Exercise goal ::
Which lines below contain "numbers"? Copy every one of them.

Stored data entries
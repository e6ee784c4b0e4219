//! Dashboard header aggregates.

use serde::{Deserialize, Serialize};

use crate::catalog::{AchievementCatalog, TierRank};
use crate::student::StudentRecord;

/// Aggregate numbers for the hall-of-fame dashboard header.
#[derive(Debug, Clone, Copy, Default, PartialEq, Eq, Serialize, Deserialize)]
pub struct HallOfFameSummary {
    /// Total tiers unlocked across all achievements
    pub tiers_unlocked: u32,
    /// Total stars earned from unlocked tiers
    pub stars_earned: u32,
    /// Achievements with any progress record
    pub achievements_started: u32,
}

/// Aggregate a student's persisted unlocks into the dashboard header numbers.
///
/// Iterates the record's unlock entries: tier counts come straight from the
/// store, star rewards are looked up in the catalog, and an unmatched
/// achievement/tier combination contributes no stars (a data-consistency
/// warning, not an error).
pub fn summarize(catalog: &AchievementCatalog, record: &StudentRecord) -> HallOfFameSummary {
    let mut summary = HallOfFameSummary::default();

    for (achievement_id, ranks) in &record.unlocked_tiers {
        let def = catalog.get(achievement_id);
        if def.is_none() {
            tracing::warn!(
                "Student record references unknown achievement: {}",
                achievement_id
            );
        }

        let mut seen: Vec<TierRank> = Vec::new();
        for rank in ranks {
            if seen.contains(rank) {
                continue;
            }
            seen.push(*rank);

            summary.tiers_unlocked += 1;
            match def.and_then(|d| d.tier(*rank)) {
                Some(tier) => summary.stars_earned += tier.reward_stars,
                None => {
                    if def.is_some() {
                        tracing::warn!(
                            "No {} tier defined for {}; no stars awarded",
                            rank,
                            achievement_id
                        );
                    }
                }
            }
        }
    }

    summary.achievements_started = record.progress_count() as u32;
    summary
}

Finished task ::
/// Aggregate numbers for the hall-of-fame dashboard header.
/// Aggregate a student's persisted unlocks into the dashboard header numbers.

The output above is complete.